WORK REQUIRED -> Search the entries below for the word "hosts" and copy every line where it appears.

Top of PROVIDED DATA

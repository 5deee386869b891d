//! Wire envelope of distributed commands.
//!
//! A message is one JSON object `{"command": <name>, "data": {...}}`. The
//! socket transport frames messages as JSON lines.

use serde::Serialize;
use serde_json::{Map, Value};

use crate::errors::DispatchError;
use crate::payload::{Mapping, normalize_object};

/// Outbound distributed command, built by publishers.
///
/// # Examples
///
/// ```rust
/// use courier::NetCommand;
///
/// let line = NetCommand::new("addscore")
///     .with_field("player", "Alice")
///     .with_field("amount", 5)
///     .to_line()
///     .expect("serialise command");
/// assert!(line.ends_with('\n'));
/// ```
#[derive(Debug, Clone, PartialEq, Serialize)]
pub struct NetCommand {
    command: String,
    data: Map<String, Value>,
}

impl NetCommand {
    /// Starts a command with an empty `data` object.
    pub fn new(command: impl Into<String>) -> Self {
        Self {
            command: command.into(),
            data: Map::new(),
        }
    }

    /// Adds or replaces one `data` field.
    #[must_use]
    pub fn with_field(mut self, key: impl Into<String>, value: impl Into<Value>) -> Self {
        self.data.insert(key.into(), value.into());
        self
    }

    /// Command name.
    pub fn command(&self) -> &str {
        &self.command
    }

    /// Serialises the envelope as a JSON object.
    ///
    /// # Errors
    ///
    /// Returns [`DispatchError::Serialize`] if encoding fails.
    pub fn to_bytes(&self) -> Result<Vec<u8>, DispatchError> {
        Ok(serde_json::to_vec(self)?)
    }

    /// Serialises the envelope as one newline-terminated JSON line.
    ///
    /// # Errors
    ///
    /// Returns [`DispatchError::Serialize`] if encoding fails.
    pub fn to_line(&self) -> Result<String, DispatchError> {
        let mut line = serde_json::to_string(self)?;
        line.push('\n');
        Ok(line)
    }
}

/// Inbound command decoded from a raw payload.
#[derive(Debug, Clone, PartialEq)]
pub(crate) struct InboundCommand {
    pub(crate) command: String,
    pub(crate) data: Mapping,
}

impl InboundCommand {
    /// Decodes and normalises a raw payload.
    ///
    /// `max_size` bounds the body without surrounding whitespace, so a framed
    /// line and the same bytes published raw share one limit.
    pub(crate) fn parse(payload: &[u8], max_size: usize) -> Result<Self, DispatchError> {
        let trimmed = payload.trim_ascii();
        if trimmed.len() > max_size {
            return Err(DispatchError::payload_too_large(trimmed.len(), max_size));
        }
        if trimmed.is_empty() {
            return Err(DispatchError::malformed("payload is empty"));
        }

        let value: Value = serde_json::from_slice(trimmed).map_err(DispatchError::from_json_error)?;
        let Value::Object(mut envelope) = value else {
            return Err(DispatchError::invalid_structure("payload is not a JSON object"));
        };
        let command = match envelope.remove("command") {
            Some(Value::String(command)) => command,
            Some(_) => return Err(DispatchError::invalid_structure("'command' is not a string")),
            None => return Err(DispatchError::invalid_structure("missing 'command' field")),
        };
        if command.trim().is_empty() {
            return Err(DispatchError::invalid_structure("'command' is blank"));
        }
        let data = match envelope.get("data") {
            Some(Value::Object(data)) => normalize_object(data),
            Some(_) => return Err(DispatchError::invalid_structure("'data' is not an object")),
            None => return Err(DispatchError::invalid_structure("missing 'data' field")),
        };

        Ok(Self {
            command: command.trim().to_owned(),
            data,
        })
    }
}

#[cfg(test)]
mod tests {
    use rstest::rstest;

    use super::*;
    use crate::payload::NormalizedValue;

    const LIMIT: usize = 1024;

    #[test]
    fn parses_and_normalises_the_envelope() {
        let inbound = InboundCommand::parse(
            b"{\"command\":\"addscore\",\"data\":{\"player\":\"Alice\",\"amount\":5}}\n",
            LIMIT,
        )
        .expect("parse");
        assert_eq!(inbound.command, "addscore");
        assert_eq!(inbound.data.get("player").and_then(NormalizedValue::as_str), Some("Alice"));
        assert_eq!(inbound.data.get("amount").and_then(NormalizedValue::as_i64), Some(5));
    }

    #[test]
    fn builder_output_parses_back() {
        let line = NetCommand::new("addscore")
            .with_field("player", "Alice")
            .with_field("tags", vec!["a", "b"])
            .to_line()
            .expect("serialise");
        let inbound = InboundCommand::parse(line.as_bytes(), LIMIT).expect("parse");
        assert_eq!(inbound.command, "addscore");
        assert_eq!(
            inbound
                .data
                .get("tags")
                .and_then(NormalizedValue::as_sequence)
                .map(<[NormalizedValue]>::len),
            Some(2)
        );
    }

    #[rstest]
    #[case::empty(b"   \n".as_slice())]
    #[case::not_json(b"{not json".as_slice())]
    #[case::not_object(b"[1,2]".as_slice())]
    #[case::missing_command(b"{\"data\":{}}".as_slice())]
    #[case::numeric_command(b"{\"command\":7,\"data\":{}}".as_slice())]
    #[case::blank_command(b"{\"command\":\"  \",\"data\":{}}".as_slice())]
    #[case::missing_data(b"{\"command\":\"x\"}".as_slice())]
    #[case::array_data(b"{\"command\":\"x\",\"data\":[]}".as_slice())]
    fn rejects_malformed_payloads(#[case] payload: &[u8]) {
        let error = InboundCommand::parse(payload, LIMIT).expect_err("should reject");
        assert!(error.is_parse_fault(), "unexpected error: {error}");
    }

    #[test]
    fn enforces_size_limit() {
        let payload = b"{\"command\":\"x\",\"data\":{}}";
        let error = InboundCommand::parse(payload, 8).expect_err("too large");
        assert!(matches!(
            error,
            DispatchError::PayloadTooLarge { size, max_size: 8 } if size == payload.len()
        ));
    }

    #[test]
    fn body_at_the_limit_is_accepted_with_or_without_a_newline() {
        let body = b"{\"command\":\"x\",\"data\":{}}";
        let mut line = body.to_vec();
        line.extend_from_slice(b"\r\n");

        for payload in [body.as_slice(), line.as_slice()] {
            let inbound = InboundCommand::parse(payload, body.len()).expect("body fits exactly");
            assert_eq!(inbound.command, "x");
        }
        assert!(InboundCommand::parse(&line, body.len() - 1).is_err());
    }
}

Bottom of PROVIDED DATA
Top of PROVIDED DATA

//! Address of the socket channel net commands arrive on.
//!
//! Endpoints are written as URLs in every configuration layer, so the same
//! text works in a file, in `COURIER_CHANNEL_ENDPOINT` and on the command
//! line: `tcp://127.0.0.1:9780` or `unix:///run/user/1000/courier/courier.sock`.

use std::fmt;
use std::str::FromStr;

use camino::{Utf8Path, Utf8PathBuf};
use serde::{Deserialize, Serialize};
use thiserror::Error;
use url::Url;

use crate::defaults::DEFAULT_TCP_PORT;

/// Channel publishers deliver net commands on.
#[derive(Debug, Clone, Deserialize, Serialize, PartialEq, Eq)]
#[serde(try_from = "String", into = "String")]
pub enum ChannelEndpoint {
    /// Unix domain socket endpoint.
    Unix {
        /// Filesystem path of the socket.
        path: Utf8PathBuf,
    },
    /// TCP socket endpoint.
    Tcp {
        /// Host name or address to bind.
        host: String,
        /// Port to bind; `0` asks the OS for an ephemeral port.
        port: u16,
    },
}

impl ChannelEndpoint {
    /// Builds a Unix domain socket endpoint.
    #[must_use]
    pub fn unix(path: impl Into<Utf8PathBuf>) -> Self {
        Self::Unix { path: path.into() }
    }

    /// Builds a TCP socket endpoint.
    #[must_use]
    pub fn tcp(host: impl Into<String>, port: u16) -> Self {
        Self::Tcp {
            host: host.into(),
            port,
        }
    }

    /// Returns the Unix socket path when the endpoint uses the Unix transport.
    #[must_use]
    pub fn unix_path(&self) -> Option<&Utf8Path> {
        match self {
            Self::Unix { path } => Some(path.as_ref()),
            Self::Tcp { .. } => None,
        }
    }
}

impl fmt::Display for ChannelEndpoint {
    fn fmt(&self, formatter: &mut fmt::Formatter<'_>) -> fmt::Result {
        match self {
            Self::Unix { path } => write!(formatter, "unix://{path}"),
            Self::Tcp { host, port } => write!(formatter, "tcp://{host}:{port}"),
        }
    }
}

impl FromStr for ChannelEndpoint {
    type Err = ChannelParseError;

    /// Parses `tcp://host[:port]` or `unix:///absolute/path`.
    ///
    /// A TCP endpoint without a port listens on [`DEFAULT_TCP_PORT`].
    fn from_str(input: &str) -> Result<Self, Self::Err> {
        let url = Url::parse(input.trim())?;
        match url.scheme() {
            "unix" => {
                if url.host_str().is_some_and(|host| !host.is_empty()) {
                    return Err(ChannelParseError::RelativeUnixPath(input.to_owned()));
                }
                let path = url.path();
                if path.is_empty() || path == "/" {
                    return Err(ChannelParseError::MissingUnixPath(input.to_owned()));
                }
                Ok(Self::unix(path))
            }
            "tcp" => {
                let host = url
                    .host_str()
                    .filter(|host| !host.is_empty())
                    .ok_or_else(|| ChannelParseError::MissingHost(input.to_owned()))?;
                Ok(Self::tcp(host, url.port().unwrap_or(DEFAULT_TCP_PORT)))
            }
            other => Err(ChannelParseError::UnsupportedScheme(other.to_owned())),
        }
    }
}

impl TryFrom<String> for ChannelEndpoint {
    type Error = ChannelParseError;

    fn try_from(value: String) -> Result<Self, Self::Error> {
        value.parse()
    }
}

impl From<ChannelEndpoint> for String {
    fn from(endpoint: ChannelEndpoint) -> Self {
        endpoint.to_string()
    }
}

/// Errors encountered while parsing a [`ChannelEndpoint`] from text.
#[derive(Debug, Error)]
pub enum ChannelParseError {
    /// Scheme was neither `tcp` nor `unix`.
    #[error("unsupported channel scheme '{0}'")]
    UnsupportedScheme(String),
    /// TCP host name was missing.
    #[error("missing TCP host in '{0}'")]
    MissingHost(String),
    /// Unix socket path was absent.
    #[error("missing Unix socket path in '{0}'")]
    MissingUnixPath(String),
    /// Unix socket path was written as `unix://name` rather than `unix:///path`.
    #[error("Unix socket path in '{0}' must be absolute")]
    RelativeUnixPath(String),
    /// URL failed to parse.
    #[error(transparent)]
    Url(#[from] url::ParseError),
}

Bottom of PROVIDED DATA
Top of PROVIDED DATA

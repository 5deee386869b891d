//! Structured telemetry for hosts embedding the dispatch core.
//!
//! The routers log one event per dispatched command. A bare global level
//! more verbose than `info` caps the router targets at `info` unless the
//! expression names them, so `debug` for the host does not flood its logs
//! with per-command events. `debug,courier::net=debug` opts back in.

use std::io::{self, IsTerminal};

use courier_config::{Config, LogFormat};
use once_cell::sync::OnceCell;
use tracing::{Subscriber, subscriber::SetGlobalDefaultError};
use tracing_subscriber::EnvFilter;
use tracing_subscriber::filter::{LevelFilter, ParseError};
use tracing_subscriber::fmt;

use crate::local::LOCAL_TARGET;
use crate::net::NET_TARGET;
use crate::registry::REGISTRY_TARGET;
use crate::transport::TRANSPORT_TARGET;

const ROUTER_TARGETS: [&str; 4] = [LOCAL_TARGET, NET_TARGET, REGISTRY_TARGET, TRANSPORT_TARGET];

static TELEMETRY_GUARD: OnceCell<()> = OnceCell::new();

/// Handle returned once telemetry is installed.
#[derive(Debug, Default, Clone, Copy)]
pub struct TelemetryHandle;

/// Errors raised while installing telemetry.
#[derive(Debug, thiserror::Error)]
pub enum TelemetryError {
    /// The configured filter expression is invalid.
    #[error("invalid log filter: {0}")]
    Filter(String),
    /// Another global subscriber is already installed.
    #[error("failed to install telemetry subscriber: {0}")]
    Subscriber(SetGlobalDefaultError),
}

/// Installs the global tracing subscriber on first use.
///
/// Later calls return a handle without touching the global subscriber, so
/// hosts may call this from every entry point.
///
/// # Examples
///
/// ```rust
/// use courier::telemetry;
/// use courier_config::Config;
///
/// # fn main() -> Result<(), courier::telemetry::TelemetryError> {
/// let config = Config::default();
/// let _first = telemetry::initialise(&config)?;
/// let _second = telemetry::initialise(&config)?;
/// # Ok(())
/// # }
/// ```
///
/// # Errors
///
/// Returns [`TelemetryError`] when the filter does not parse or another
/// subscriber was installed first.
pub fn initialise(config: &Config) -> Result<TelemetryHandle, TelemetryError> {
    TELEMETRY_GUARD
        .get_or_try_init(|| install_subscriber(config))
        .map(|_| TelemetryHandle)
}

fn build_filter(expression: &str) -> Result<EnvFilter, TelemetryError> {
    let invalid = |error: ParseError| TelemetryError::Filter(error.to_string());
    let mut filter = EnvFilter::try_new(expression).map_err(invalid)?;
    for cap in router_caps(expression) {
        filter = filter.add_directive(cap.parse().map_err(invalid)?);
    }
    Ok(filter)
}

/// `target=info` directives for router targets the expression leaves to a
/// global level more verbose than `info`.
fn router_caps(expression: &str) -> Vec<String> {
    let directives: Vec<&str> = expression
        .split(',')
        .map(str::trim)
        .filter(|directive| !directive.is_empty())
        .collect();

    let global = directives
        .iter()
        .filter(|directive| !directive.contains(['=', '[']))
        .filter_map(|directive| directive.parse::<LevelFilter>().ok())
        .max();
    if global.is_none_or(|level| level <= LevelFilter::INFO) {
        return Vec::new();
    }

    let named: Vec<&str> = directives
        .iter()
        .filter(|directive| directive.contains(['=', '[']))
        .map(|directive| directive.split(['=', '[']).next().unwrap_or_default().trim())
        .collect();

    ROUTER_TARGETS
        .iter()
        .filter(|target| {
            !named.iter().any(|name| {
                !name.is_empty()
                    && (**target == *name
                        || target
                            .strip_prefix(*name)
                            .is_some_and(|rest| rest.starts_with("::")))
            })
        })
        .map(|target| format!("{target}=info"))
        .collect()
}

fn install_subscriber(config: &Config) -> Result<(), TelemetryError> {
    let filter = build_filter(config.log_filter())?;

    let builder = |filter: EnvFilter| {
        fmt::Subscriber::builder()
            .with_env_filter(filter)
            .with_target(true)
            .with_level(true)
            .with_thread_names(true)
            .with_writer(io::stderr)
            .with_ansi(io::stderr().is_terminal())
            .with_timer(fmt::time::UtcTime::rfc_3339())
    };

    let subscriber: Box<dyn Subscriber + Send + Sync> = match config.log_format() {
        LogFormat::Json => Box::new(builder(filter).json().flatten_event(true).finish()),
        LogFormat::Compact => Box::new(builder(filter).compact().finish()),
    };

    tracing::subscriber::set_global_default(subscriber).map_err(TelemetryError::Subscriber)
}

Bottom of PROVIDED DATA

SOLUTION TO THIS EXERCISE ->
//! Structured telemetry for hosts embedding the dispatch core.
/// hosts may call this from every entry point.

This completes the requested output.